DAL Stock: It's Way Too Early To Buy Delta

Source: Markus Mainka / Shutterstock.com

As you might expect, the renewed declines in the airline sector are bringing out dip buyers. But unfortunately, it’s still too early to be catching the falling knife at this point. It’s going to be a long and difficult summer for the airline sector and share prices will continue to tumble.

Here’s why you should avoid Delta and the other legacy carriers right now.

Unprofitable Conditions

One of the key issues facing the airlines, including Delta, is that they got stuck with a ton of restrictions in return for the CARES Act relief. For example, the government is cracking down on airlines that aren’t refunding fares to passengers that cancel their tickets.

Airlines have tried to give vouchers, frequent flier miles, or other perks instead of cash. But the government is warning them to get their act together and give real refunds.

A big issue is that airlines have to maintain their previous staffing levels through the end of the summer. Remember that a big aim of the CARES Act was to maintain industry jobs; it was much less focused on profitability or making shareholders happy.

As a result, however, the airlines are running large losses due to their staffing levels. Boeing (NYSE:BA) CEO Dave Calhoun warned recently that one major airline is likely to go bust this year – potentially as soon as September – thanks to the government bailout not being large enough and containing too many strings.

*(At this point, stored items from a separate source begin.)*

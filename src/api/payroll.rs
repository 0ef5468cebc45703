use actix_web::http::header::CONTENT_TYPE;
use actix_web::{HttpResponse, Responder, web};
use serde::Deserialize;
use tracing::info;
use utoipa::ToSchema;

use crate::api::excel_templates::attachment;
use crate::auth::auth::AuthUser;
use crate::error::AppResult;
use crate::model::excel_template::XLSX_MIME;
use crate::payroll::{PayrollGenerationResult, PayrollService, WorkDataSummary};

#[derive(Debug, Deserialize, ToSchema)]
pub struct GeneratePayroll {
    #[schema(example = 3)]
    pub calculation_period_id: u64,
    #[schema(example = 1)]
    pub template_id: u64,
}

/// Generate Payroll Workbook
///
/// Fills the template with every active employee's work data for the
/// period. Failures come back as a structured result with status 400.
#[utoipa::path(
    post,
    path = "/api/payroll/generate",
    request_body = GeneratePayroll,
    responses(
        (status = 200, description = "Workbook generated", body = PayrollGenerationResult),
        (status = 400, description = "Generation failed", body = PayrollGenerationResult, example = json!({
            "status": "error",
            "messages": ["No work data found for 2025-01"]
        }))
    ),
    tag = "Payroll",
    security(
        ("bearer_auth" = [])
    )
)]
pub async fn generate(
    auth: AuthUser,
    service: web::Data<PayrollService>,
    payload: web::Json<GeneratePayroll>,
) -> impl Responder {
    info!(
        calculation_period_id = payload.calculation_period_id,
        template_id = payload.template_id,
        user = %auth.username,
        "Payroll generation requested"
    );
    let result = service
        .generate(payload.calculation_period_id, payload.template_id, auth.user_id)
        .await;

    if result.is_success() {
        HttpResponse::Ok().json(result)
    } else {
        HttpResponse::BadRequest().json(result)
    }
}

/// Work Data Summary
///
/// The per-employee figures a generated workbook would contain.
#[utoipa::path(
    get,
    path = "/api/payroll/work-data-summary/{calculation_period_id}",
    params(
        ("calculation_period_id", Path, description = "Calculation period ID")
    ),
    responses(
        (status = 200, description = "One summary per active employee", body = [WorkDataSummary]),
        (status = 404, description = "Calculation period not found")
    ),
    tag = "Payroll",
    security(
        ("bearer_auth" = [])
    )
)]
pub async fn work_data_summary(
    _auth: AuthUser,
    service: web::Data<PayrollService>,
    path: web::Path<u64>,
) -> AppResult<impl Responder> {
    let summaries = service.work_data_summary(path.into_inner()).await?;
    Ok(HttpResponse::Ok().json(summaries))
}

/// Download Generated Workbook
#[utoipa::path(
    get,
    path = "/api/payroll/download/{file_name}",
    params(
        ("file_name", Path, description = "Name returned by generate")
    ),
    responses(
        (status = 200, description = "Workbook bytes", content_type = "application/vnd.openxmlformats-officedocument.spreadsheetml.sheet"),
        (status = 400, description = "Invalid file name"),
        (status = 404, description = "File not found")
    ),
    tag = "Payroll",
    security(
        ("bearer_auth" = [])
    )
)]
pub async fn download(
    _auth: AuthUser,
    service: web::Data<PayrollService>,
    path: web::Path<String>,
) -> AppResult<impl Responder> {
    let file_name = path.into_inner();
    let bytes = service.read_output(&file_name).await?;

    Ok(HttpResponse::Ok()
        .insert_header((CONTENT_TYPE, XLSX_MIME))
        .insert_header(attachment(&file_name))
        .body(bytes))
}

Another stipulation for the funds, for example, was that airlines need to continue commercial service to all cities where they flew prior to March 1. This has led to the bizarre result that while passenger traffic is down more than 90%, airlines are still flying more than 30% of their routes.

In some cases, the government is letting airlines drop a few routes to small cities on a case-by-case basis, but in general airlines must maintain essential service to places with just a few passengers. Thus, the airlines are flying too many planes around with too many employees and hardly any paying customers.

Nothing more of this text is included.